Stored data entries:
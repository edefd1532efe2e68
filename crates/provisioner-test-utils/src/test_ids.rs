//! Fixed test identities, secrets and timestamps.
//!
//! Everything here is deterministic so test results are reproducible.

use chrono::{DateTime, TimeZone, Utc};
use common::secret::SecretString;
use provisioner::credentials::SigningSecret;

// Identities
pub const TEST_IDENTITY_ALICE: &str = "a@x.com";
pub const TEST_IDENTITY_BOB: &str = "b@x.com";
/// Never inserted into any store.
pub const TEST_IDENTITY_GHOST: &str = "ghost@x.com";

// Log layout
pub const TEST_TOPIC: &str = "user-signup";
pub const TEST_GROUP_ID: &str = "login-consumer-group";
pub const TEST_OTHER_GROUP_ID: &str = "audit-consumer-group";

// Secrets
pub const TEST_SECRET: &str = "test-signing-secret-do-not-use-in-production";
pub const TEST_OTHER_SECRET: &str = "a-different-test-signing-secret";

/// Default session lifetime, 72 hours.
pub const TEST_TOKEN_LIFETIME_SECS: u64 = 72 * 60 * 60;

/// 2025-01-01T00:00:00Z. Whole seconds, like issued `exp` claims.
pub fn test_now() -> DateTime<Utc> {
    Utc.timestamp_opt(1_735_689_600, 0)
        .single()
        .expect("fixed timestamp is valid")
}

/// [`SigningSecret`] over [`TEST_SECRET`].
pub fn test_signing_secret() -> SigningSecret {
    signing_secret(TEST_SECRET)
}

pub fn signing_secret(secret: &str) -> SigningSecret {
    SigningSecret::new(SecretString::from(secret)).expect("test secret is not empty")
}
* * *
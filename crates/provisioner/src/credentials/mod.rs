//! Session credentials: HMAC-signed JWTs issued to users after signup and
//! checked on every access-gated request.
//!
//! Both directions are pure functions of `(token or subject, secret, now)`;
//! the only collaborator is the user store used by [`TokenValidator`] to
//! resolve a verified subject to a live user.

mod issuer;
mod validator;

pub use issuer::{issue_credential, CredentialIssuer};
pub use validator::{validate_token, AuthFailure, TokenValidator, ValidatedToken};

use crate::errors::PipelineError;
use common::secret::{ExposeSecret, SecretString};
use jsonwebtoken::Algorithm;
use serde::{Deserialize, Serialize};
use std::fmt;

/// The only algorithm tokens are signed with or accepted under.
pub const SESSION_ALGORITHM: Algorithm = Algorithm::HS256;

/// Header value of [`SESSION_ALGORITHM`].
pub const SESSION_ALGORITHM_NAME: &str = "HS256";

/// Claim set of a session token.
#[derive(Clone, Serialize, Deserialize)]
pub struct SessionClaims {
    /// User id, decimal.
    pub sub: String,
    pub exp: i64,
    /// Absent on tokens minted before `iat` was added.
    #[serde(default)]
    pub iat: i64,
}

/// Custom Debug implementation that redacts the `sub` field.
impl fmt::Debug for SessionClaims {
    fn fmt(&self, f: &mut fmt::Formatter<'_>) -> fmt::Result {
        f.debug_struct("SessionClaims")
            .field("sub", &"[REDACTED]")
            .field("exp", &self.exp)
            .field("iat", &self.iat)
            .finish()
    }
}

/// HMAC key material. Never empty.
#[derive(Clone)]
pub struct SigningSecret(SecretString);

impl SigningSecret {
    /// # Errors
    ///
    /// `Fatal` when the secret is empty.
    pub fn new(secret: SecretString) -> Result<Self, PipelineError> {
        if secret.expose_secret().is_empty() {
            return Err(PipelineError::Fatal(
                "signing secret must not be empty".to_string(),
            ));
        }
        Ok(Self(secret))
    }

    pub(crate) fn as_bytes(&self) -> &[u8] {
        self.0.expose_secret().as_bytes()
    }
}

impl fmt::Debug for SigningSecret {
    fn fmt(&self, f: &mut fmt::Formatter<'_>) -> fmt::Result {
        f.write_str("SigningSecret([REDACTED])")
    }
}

Activity:
Look over the records above, and wherever a line contains the string "DateTime", copy that line.

Result:
use chrono::{DateTime, TimeZone, Utc};
pub fn test_now() -> DateTime<Utc> {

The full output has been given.